Updated April 17, 2017

Garden ornaments such as decorative wall plaques or small statues that are carved from genuine sandstone can be expensive to buy. A less costly alternative is to make your own sandstone castings using ordinary builder's sand, or even play sand. When the sand is mixed with epoxy resin, which is readily available from craft stores or DIY stores, the resulting material looks very realistic. When using a heavy material such as sand in a mould, make sure the mould is sturdy since a thin latex or silicone mould will not be strong enough to support the weight of the sand and will distort.

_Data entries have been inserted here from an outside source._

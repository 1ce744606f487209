use std::collections::HashSet;

use serde::{Deserialize, Serialize};

use docflow::{doc_state, Lifecycle, Rule};
use fabrica_core::ServiceError;

/// Extra grant needed to approve orders above the configured threshold.
pub const APPROVE_HIGH_PERMISSION: &str = "purchasing:order:approve_high";

doc_state! {
    /// Lifecycle state of a purchase order.
    ///
    /// ```text
    /// DRAFT → PENDING_APPROVAL → APPROVED → SENT → PARTIALLY_RECEIVED → RECEIVED
    ///         PENDING_APPROVAL → DRAFT (reject)
    /// DRAFT, PENDING_APPROVAL, APPROVED, SENT → CANCELLED
    /// ```
    pub enum PurchaseOrderStatus {
        Draft = "DRAFT",
        PendingApproval = "PENDING_APPROVAL",
        Approved = "APPROVED",
        Sent = "SENT",
        PartiallyReceived = "PARTIALLY_RECEIVED",
        Received = "RECEIVED",
        Cancelled = "CANCELLED",
    }
    terminal = [Received, Cancelled];
}

#[derive(Debug, Clone, Serialize, Deserialize)]
#[serde(rename_all = "camelCase")]
pub struct OrderLine {
    /// Assigned on save when left empty (`L1`, `L2`, ...).
    #[serde(default)]
    pub line_id: String,
    pub item_id: String,
    #[serde(default)]
    pub description: String,
    pub quantity: i64,
    pub unit_price_cents: i64,
    #[serde(default)]
    pub received_qty: i64,
}

impl OrderLine {
    pub fn total_cents(&self) -> Result<i64, ServiceError> {
        self.quantity.checked_mul(self.unit_price_cents).ok_or_else(|| {
            ServiceError::Validation(format!("line {} amount is too large", self.line_id))
        })
    }

    pub fn outstanding(&self) -> i64 {
        self.quantity - self.received_qty
    }
}

#[derive(Debug, Clone, Serialize, Deserialize)]
#[serde(rename_all = "camelCase")]
pub struct PurchaseOrderData {
    pub supplier_id: String,
    /// Warehouse receiving the goods.
    pub warehouse_id: String,
    #[serde(default)]
    pub lines: Vec<OrderLine>,
    #[serde(default, skip_serializing_if = "Option::is_none")]
    pub expected_date: Option<String>,
    #[serde(default, skip_serializing_if = "Option::is_none")]
    pub notes: Option<String>,
    #[serde(default, skip_serializing_if = "Option::is_none")]
    pub approved_by: Option<String>,
    #[serde(default, skip_serializing_if = "Option::is_none")]
    pub rejection_reason: Option<String>,
}

impl PurchaseOrderData {
    pub fn total_cents(&self) -> Result<i64, ServiceError> {
        self.lines.iter().try_fold(0i64, |sum, line| {
            sum.checked_add(line.total_cents()?)
                .ok_or_else(|| ServiceError::Validation("order total is too large".into()))
        })
    }

    pub fn received_any(&self) -> bool {
        self.lines.iter().any(|l| l.received_qty > 0)
    }

    pub fn fully_received(&self) -> bool {
        self.lines.iter().all(|l| l.outstanding() <= 0)
    }
}

pub struct PurchaseOrder;

impl Lifecycle for PurchaseOrder {
    type State = PurchaseOrderStatus;
    type Data = PurchaseOrderData;

    const KIND: &'static str = "purchasing.order";
    const NUMBER_PREFIX: &'static str = "PO";
    const CREATE_PERMISSION: &'static str = "purchasing:order:create";
    const READ_PERMISSION: &'static str = "purchasing:order:read";
    const UPDATE_PERMISSION: &'static str = "purchasing:order:update";
    const INITIAL: PurchaseOrderStatus = PurchaseOrderStatus::Draft;
    const EDITABLE: &'static [PurchaseOrderStatus] = &[PurchaseOrderStatus::Draft];
    const RULES: &'static [Rule<PurchaseOrderStatus>] = &[
        Rule {
            action: "submit",
            from: &[PurchaseOrderStatus::Draft],
            to: &[PurchaseOrderStatus::PendingApproval],
            permission: "purchasing:order:submit",
        },
        Rule {
            action: "approve",
            from: &[PurchaseOrderStatus::PendingApproval],
            to: &[PurchaseOrderStatus::Approved],
            permission: "purchasing:order:approve",
        },
        Rule {
            action: "reject",
            from: &[PurchaseOrderStatus::PendingApproval],
            to: &[PurchaseOrderStatus::Draft],
            permission: "purchasing:order:approve",
        },
        Rule {
            action: "send",
            from: &[PurchaseOrderStatus::Approved],
            to: &[PurchaseOrderStatus::Sent],
            permission: "purchasing:order:send",
        },
        Rule {
            action: "receive",
            from: &[PurchaseOrderStatus::Sent, PurchaseOrderStatus::PartiallyReceived],
            to: &[PurchaseOrderStatus::PartiallyReceived, PurchaseOrderStatus::Received],
            permission: "purchasing:order:receive",
        },
        Rule {
            action: "cancel",
            from: &[
                PurchaseOrderStatus::Draft,
                PurchaseOrderStatus::PendingApproval,
                PurchaseOrderStatus::Approved,
                PurchaseOrderStatus::Sent,
            ],
            to: &[PurchaseOrderStatus::Cancelled],
            permission: "purchasing:order:cancel",
        },
    ];

    fn on_update(stored: &PurchaseOrderData, patched: &mut PurchaseOrderData) {
        patched.approved_by = stored.approved_by.clone();
        patched.rejection_reason = stored.rejection_reason.clone();
    }

    /// Orders are only edited as drafts, before anything can be received.
    fn prepare(data: &mut PurchaseOrderData) -> Result<(), ServiceError> {
        data.supplier_id = data.supplier_id.trim().to_string();
        data.warehouse_id = data.warehouse_id.trim().to_string();
        if data.supplier_id.is_empty() {
            return Err(ServiceError::Validation("supplierId is required".into()));
        }
        if data.warehouse_id.is_empty() {
            return Err(ServiceError::Validation("warehouseId is required".into()));
        }

        let mut seen = HashSet::new();
        for (i, line) in data.lines.iter_mut().enumerate() {
            if line.line_id.trim().is_empty() {
                line.line_id = format!("L{}", i + 1);
            }
            if !seen.insert(line.line_id.clone()) {
                return Err(ServiceError::Validation(format!(
                    "duplicate line id {}",
                    line.line_id
                )));
            }
            if line.item_id.trim().is_empty() {
                return Err(ServiceError::Validation(format!(
                    "line {} has no itemId",
                    line.line_id
                )));
            }
            line.received_qty = 0;
        }
        data.total_cents()?;
        Ok(())
    }
}

/// One received line of a delivery.
#[derive(Debug, Clone, Deserialize)]
#[serde(rename_all = "camelCase")]
pub struct ReceiptLine {
    pub line_id: String,
    pub quantity: i64,
}

/// Body of `POST /orders/{id}/@receive`.
#[derive(Debug, Clone, Deserialize)]
pub struct ReceiveRequest {
    pub lines: Vec<ReceiptLine>,
    #[serde(default)]
    pub note: Option<String>,
}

Fill the mould with sand to gauge how much sand you need, then transfer the sand to the mixing container.

Mix the epoxy resin with the sand, using a ratio of 1 fl. oz. of epoxy to each cup of sand. Mix gradually, adding the epoxy a little at a time and mixing thoroughly before adding more.

Spoon the sand and epoxy mixture into the mould, adding no more than 1 inch at a time. After adding each inch of sand, tamp the mixture down firmly and then add another layer.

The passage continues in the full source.